This does not prove the robot can manipulate an object. It proves the environment, checkpoint, model class, CUDA path, and forward pass are working. Once this passes, later failures are usually related to data schema, normalization, camera mapping, or robot adapter code.

Inspect the UMI data

Do not download the entire dataset at first. Use allow_patterns to fetch a specific table:

from huggingface_hub import snapshot_download

snapshot_download(
    repo_id="tencent/Hy-Embodied-0.5-VLA-Data",
    repo_type="dataset",
    allow_patterns="table_000/**",
    local_dir="./hy_vla_data",
)

Then read it with the provided Lance reader:

from hy_vla.data.lance_dataset import LanceTableReader

reader = LanceTableReader(root="./hy_vla_data/table_000")
frame = reader[42]
episode = reader.get_episode(3)

print(frame.keys())
print(len(episode))
print(frame["task"])

The reader can also target the Hugging Face Hub:

reader = LanceTableReader(
    repo_id="tencent/Hy-Embodied-0.5-VLA-Data",
    table_name="table_000",
)

To render an episode:

python scripts/vis_umi_episode.py -t table_000 -e 666

When inspecting data, check four things before training. First, verify camera order; swapping left and right wrist views can destroy a bimanual policy. Second, inspect timestamps and dropped frames. Third, confirm state and action normalization. Released checkpoints include norm_stats.pkl, but custom data requires new statistics. Fourth, normalize task instructions. A model can tolerate visual variation better than inconsistent labels for the same behavior.

Training workflow

Hy-VLA separates training into stages.

Stage 1 is UMI pre-training. The VLM tower starts from tencent/HY-Embodied-0.5, while the action expert starts randomly. The full recipe uses the 10K-hour UMI corpus, a flow-matching objective, history length K=1, action horizon H=50 at 10 Hz, 200K steps, and global batch size 1,024. Most small labs should not try to reproduce this from scratch. Use the released Hy-VLA-UMI checkpoint as the base model.

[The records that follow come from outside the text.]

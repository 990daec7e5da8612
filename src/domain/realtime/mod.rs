//! Realtime module - the pure rules of event distribution.
//!
//! Nothing in here touches a socket or the broker: topic naming, the event
//! envelope, client control parsing, the subscription diff, and the origin
//! check are all plain functions over plain data so they can be tested
//! directly.

pub mod channels;
pub mod control;
pub mod envelope;
pub mod event_types;
pub mod origin;
pub mod subscription;

pub use channels::{Topic, TopicScope};
pub use control::{ControlAction, ControlMessage};
pub use envelope::{relay_frame, EventEnvelope, FALLBACK_FRAME};
pub use origin::{OriginPolicy, DEFAULT_DEV_ORIGIN};
pub use subscription::{plan_seed, plan_subscribe, plan_unsubscribe, SubscriptionPlan, TopicSet};
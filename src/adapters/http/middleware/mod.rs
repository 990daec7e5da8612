//! HTTP middleware for axum.
//!
//! - `auth` - Authentication middleware and extractors

pub mod auth;

pub use auth::{auth_middleware, AuthState, OptionalAuth};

For a single-table iteration:

export TABLE_NAME=table_001
bash scripts/train_table_vlm.sh

For full pre-training, the repo provides a distributed launcher:

export CHIEF_IP=<chief-ip>
export INDEX=0
bash scripts/train_umi_vlm.sh

Stage 2 is supervised fine-tuning. Starting from the UMI checkpoint, SFT activates the compact memory encoder with K=6 frames and fine-tunes on task-specific demonstrations. For RoboTwin 2.0:

export CHIEF_IP=<chief-ip>
export INDEX=0
bash scripts/train_robotwin_umi.sh

For your own robot, your main task is not writing a new loss. It is matching the policy contract: multi-view images, dual-arm end-effector state, delta-chunk actions, clean task instructions, and correct normalization statistics. Before any long run, build a visualization script that samples random episodes and overlays image, state, action, and task text. Bad data is the most common reason robot policies fail.

Stage 3 is FlowPRO post-training. The paper describes FlowPRO as reward-free preference optimization for continuous action chunks. The workflow is to let the policy run on hardware, intervene when it fails, roll back, and convert the correction into preferred versus dispreferred action chunks. The RPRO loss then improves the policy while a proximal regularizer keeps it close to the base model. At release time, the repo marks FlowPRO code as under review or coming later, so treat this as a method to track rather than a stable API.

Evaluation results

On RoboTwin 2.0, Hy-VLA reports 90.9% success in the clean setting and 90.1% in the randomized setting, averaged over 50 tasks with 100 rollouts per task. The repo compares it against π0, ABot-M0, π0.5, Qwen-VLA, LingBot-VLA, starVLA, Motus, and JoyAI-RA. Hy-VLA is the top entry in both columns, and the small clean-to-randomized gap suggests the model is not merely memorizing fixed visual scenes.

Method	Clean	Randomized
π0	65.9	58.4
π0.5	82.7	76.8
Qwen-VLA	86.1	87.2
JoyAI-RA	90.5	89.3
Hy-VLA	90.9	90.1

The real-world X-Trainer results are also important. Hy-VLA reaches 83% on Set the Table, 94% on Fold & Store Glasses, 73% on Zip Up the Pen Case, and 94% on Insert Bottles. The ablation without UMI pre-training falls behind strongly on precision-heavy tasks such as folding glasses and zipper manipulation. This supports the paper's central argument: large-scale UMI data gives the policy a useful prior for contact-rich bimanual control.

The cross-embodiment track is the most interesting for deployment teams. With UMI-only fine-tuning and no target-robot teleoperation, Hy-VLA reaches 90% on JAKA K1 Organize Accessory and 89% on Astribot S1 Clean Up Table. The no-UMI ablation drops to 38% and 44%. This gap is a strong signal that the representation and data source matter, not only the backbone.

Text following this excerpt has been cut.